Raphaël renifla bruyamment, et du revers de la main, il essuya les larmes qui lui brouillaient la vue. Ses yeux rougis par les larmes, le stress et la fatigue le brûlaient, et bientôt, il ne tarda pas à papillonner les yeux de fatigue. Pendant quelques secondes, il hésita à dormir auprès d’Amaranth, ne souhaitant pas passer le reste de la nuit seul, mais il refoula bien vite cette idée, refroidi à l’idée de se recevoir une nouvelle réflexion de la part de la mégère. A contrecœur, il se leva et déposa un rapide bisou sur le chanfrein de l’animal avant de quitter le box. Comme pour l’allée, bien qu’étant au milieu de la nuit, il vérifia que personne ne l’observait et regagna sa chambre le plus rapidement possible. Avec agilité, il sauta sur le mur et enjamba sa fenêtre, se laissant glisser silencieusement sur le sol, afin de ne pas attirer l’attention, au cas où l’établissement n’était pas totalement endormi. Alors qu’il pénétrait dans sa chambre, il se sentit envahi par une sensation d’étouffement. La tension qui régnait dans la pièce lui compressait l poitrine, l’empêchant de respirer. Guidé par les rayons de la lune qui éclairaient la pièce, il se dirigea vers la porte et alors qu’il allait l’entrebâiller pour faire courant d’air, il entendit des pas provenant du couloir. Apeuré, il s’immobilisa, à l’affût du moindre bruit, et lorsqu’il entendit des voix étouffées provenant de la chambre voisine, son coeur fit un bon dans sa poitrine lorsqu’il reconnut la voix de Daevlyn. Aussitôt, la panique l’envahit. Qu’arrivait-il à Daevlyn ? Avec qui parlait-il ? Ne résistant pas à la tentation, il entrouvrit la porte, faisant attention à ne pas se faire remarquer. Ce qu’il y vit le blessa profondément en même temps qu’une haine sans nom s’emparait de lui. Daevlyn pleurait à chaudes larmes dans les bras de Sébastien, et celui-ci lui frottait le dos comme on le fait avec les nourrissons lorsque l’on souhaite les calmer d’un chagrin quelconque. Comment avait-il pût lui faire cela ? Pourquoi avoir fait appel à lui ?

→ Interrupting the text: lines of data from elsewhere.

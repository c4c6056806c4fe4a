use thiserror::Error;

/// Watcher and uploader errors
#[derive(Debug, Error)]
pub enum WatchError {
    /// Missing or invalid watch target; raised by `start()` only
    #[error("Configuration error: {0}")]
    Config(String),

    /// Query, listing, upload or fetch failure reported by the backend
    #[error("Backend error{}: {message}", status_suffix(.status))]
    Backend {
        status: Option<u16>,
        message: String,
    },

    /// Payload bytes could not be decoded
    #[error("Decode error: {0}")]
    Decode(String),

    /// Output could not be encoded for upload
    #[error("Encode error: {0}")]
    Encode(String),

    /// HTTP request errors
    #[error("HTTP error: {0}")]
    Http(#[from] reqwest::Error),

    /// I/O errors
    #[error("I/O error: {0}")]
    Io(#[from] std::io::Error),

    /// JSON serialization errors
    #[error("JSON error: {0}")]
    Json(#[from] serde_json::Error),

    /// TOML config errors
    #[error("TOML error: {0}")]
    Toml(#[from] toml::de::Error),

    /// Endpoint URL errors
    #[error("URL error: {0}")]
    Url(#[from] url::ParseError),

    /// Mutex poison error
    #[error("Lock poisoned: {0}")]
    LockPoisoned(String),

    /// Generic error with context
    #[error("{0}")]
    Other(String),
}

fn status_suffix(status: &Option<u16>) -> String {
    status.map(|s| format!(" (status {})", s)).unwrap_or_default()
}

impl WatchError {
    pub fn backend(status: Option<u16>, message: impl Into<String>) -> Self {
        WatchError::Backend {
            status,
            message: message.into(),
        }
    }

    /// HTTP status attached to the error, if any
    pub fn status(&self) -> Option<u16> {
        match self {
            WatchError::Backend { status, .. } => *status,
            WatchError::Http(e) => e.status().map(|s| s.as_u16()),
            _ => None,
        }
    }
}

impl<T> From<std::sync::PoisonError<T>> for WatchError {
    fn from(err: std::sync::PoisonError<T>) -> Self {
        WatchError::LockPoisoned(err.to_string())
    }
}

/// Helper trait for adding context to errors
pub trait ErrorContext<T> {
    fn context(self, msg: &str) -> Result<T, WatchError>;
}

impl<T, E: Into<WatchError>> ErrorContext<T> for Result<T, E> {
    fn context(self, msg: &str) -> Result<T, WatchError> {
        self.map_err(|e| match e.into() {
            WatchError::Config(s) => WatchError::Config(format!("{}: {}", msg, s)),
            WatchError::Backend { status, message } => WatchError::Backend {
                status,
                message: format!("{}: {}", msg, message),
            },
            WatchError::Decode(s) => WatchError::Decode(format!("{}: {}", msg, s)),
            WatchError::Encode(s) => WatchError::Encode(format!("{}: {}", msg, s)),
            WatchError::LockPoisoned(s) => WatchError::LockPoisoned(format!("{}: {}", msg, s)),
            WatchError::Other(s) => WatchError::Other(format!("{}: {}", msg, s)),
            other => other,
        })
    }
}

pub type Result<T, E = WatchError> = std::result::Result<T, E>;
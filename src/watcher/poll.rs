use super::mode::latest_item;
use super::retry::{classify_error, ErrorType};
use super::state::{Identity, SharedState};
use crate::config::WatchTarget;
use crate::error::{ErrorContext, Result};
use crate::logging::{log_debug, log_error, log_info, log_warn};
use crate::payload::Payload;
use crate::source::RemoteSource;
use std::sync::Arc;
use std::time::Duration;
use tokio_util::sync::CancellationToken;

#[derive(Debug, Clone, PartialEq, Eq)]
pub enum PollOutcome {
    /// Collection is empty
    Empty,
    /// Newest item matches the cursor; nothing fetched
    Unchanged,
    /// New item fetched, decoded and published
    Advanced(Identity),
}

/// One poll cycle. Output, cursor and flag are only touched after a
/// successful fetch and decode.
pub async fn poll_once(
    source: &dyn RemoteSource,
    target: &WatchTarget,
    state: &SharedState,
    generation: u64,
) -> Result<PollOutcome> {
    let Some(item) = latest_item(source, &target.source).await? else {
        return Ok(PollOutcome::Empty);
    };

    if state.cursor().as_ref() == Some(&item.identity) {
        return Ok(PollOutcome::Unchanged);
    }

    let bytes = source
        .fetch_bytes(&item.url)
        .await
        .context(&format!("fetch of {}", item.identity))?;
    let payload = Payload::decode(target.payload, &bytes).context(&item.identity.to_string())?;

    if !state.commit(generation, item.identity.clone(), payload) {
        // Session was restarted underneath us; the new loop owns the state now
        return Ok(PollOutcome::Unchanged);
    }
    Ok(PollOutcome::Advanced(item.identity))
}

/// Poll until cancelled. Errors are logged and retried after the delay the
/// retry policy gives; the loop never exits on its own.
pub async fn run_loop(
    source: Arc<dyn RemoteSource>,
    target: WatchTarget,
    state: SharedState,
    generation: u64,
    interval: Duration,
    cancel: CancellationToken,
) {
    let label = target.label();
    log_info(
        &label,
        &format!("Watching {} every {:?}", label, interval),
    );

    let mut consecutive_failures: u32 = 0;

    loop {
        if cancel.is_cancelled() {
            break;
        }

        match poll_once(source.as_ref(), &target, &state, generation).await {
            Ok(outcome) => {
                consecutive_failures = 0;
                state.record_poll(generation, None);
                match outcome {
                    PollOutcome::Empty => log_debug(&label, "No items yet"),
                    PollOutcome::Unchanged => log_debug(&label, "No new item"),
                    PollOutcome::Advanced(identity) => {
                        log_info(&label, &format!("New item: {}", identity))
                    }
                }
            }
            Err(e) => {
                consecutive_failures = consecutive_failures.saturating_add(1);
                state.record_poll(generation, Some(&e));
                let message = format!(
                    "Poll failed ({} in a row), keeping previous output: {}",
                    consecutive_failures, e
                );
                match classify_error(&e) {
                    ErrorType::Client => log_error(&label, &message),
                    ErrorType::Server | ErrorType::Network | ErrorType::Decode => {
                        log_warn(&label, &message)
                    }
                }
            }
        }

        let delay = target.retry.next_delay(interval, consecutive_failures);
        tokio::select! {
            _ = tokio::time::sleep(delay) => {}
            _ = cancel.cancelled() => break,
        }
    }

    log_info(&label, "Watcher stopped");
}
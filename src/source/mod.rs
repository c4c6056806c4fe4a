//! Narrow interfaces over the backend-as-a-service.
//!
//! `RemoteSource` is what a watcher reads from, `RemoteSink` is what the
//! uploader writes to. `SupabaseSource` implements both over the REST API.

pub mod supabase;

pub use supabase::SupabaseSource;

use crate::error::Result;
use async_trait::async_trait;
use chrono::{DateTime, Utc};
use serde::{Deserialize, Serialize};
use serde_json::Value;

/// One database row as returned by the REST API
pub type Row = serde_json::Map<String, Value>;

/// An object in a storage bucket listing
#[derive(Debug, Clone, PartialEq, Eq, Serialize, Deserialize)]
pub struct StorageObject {
    pub name: String,
    pub created_at: DateTime<Utc>,
}

impl StorageObject {
    pub fn new(name: impl Into<String>, created_at: DateTime<Utc>) -> Self {
        Self {
            name: name.into(),
            created_at,
        }
    }
}

#[async_trait]
pub trait RemoteSource: Send + Sync {
    /// List the objects of a bucket. Order is whatever the backend returns.
    async fn list_files(&self, bucket: &str) -> Result<Vec<StorageObject>>;

    /// Public URL of an object. Built locally, never fails.
    fn public_url(&self, bucket: &str, name: &str) -> String;

    /// URL a watcher downloads a bucket object from. Defaults to the public URL.
    fn download_url(&self, bucket: &str, name: &str) -> String {
        self.public_url(bucket, name)
    }

    /// Newest row of `table` by `order_column` descending, or `None` when empty
    async fn query_latest_row(
        &self,
        table: &str,
        order_column: &str,
        select_columns: &[&str],
    ) -> Result<Option<Row>>;

    /// First row whose `column` equals `value`
    async fn query_row_eq(
        &self,
        table: &str,
        column: &str,
        value: &str,
        select_columns: &[&str],
    ) -> Result<Option<Row>>;

    /// Download a payload. Non-2xx responses are errors.
    async fn fetch_bytes(&self, url: &str) -> Result<Vec<u8>>;
}

#[async_trait]
pub trait RemoteSink: Send + Sync {
    async fn upload_object(
        &self,
        bucket: &str,
        path: &str,
        bytes: Vec<u8>,
        content_type: &str,
    ) -> Result<()>;

    fn public_url(&self, bucket: &str, name: &str) -> String;

    /// Set `values` on every row where `match_column` equals `match_value`
    async fn update_rows(
        &self,
        table: &str,
        match_column: &str,
        match_value: &str,
        values: Row,
    ) -> Result<()>;
}

/// Render a row cell as a string identity. Null and missing cells yield `None`.
pub fn cell_as_string(row: &Row, column: &str) -> Option<String> {
    match row.get(column)? {
        Value::Null => None,
        Value::String(s) => Some(s.clone()),
        other => Some(other.to_string()),
    }
}
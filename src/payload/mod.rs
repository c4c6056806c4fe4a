//! Decoded watcher output and the codecs that produce it.

pub mod audio;
pub mod image;

pub use self::audio::{decode_wav, encode_wav, AudioClip};
pub use self::image::{decode_image, encode_png, ImageTensor};

use crate::config::PayloadKind;
use crate::error::Result;

#[derive(Debug, Clone, PartialEq)]
pub enum Payload {
    Image(ImageTensor),
    Audio(AudioClip),
}

impl Payload {
    /// Placeholder served before anything has been fetched
    pub fn sentinel(kind: PayloadKind) -> Self {
        match kind {
            PayloadKind::Image => Payload::Image(ImageTensor::sentinel()),
            PayloadKind::Audio => Payload::Audio(AudioClip::sentinel()),
        }
    }

    pub fn decode(kind: PayloadKind, bytes: &[u8]) -> Result<Self> {
        match kind {
            PayloadKind::Image => decode_image(bytes).map(Payload::Image),
            PayloadKind::Audio => decode_wav(bytes).map(Payload::Audio),
        }
    }

    pub fn kind(&self) -> PayloadKind {
        match self {
            Payload::Image(_) => PayloadKind::Image,
            Payload::Audio(_) => PayloadKind::Audio,
        }
    }

    pub fn as_image(&self) -> Option<&ImageTensor> {
        match self {
            Payload::Image(tensor) => Some(tensor),
            Payload::Audio(_) => None,
        }
    }

    pub fn as_audio(&self) -> Option<&AudioClip> {
        match self {
            Payload::Audio(clip) => Some(clip),
            Payload::Image(_) => None,
        }
    }

    /// Short shape description for logs
    pub fn describe(&self) -> String {
        match self {
            Payload::Image(t) => format!(
                "image {}x{}x{} ({} frame(s))",
                t.width, t.height, t.channels, t.frames
            ),
            Payload::Audio(a) => format!(
                "audio {} ch, {} samples @ {} Hz",
                a.channel_count(),
                a.sample_count(),
                a.sample_rate
            ),
        }
    }
}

Raphaël tenta de réfréner la colère sans bornes qui s’emparait de lui et referma la porte avec toute la discrétion dont il était capable. Une fois la porte fermée, il se précipita sur son lit et enfouis son visage dans son oreiller, afin d’étouffer un cri de rage. Comment avait-il pu le trahir ainsi ? Asiel ne lui avait-il pas ordonné de ne plus jamais s’approcher de Daevlyn ? Était-il suicidaire pour jouer ainsi avec sa vie ? Un cri de frustration resta coincé dans sa gorge et, de colère, il frappa le matelas de ses poings, tentant tant bien que mal d’évacuer la rancœur qui s’accumulait en son coeur.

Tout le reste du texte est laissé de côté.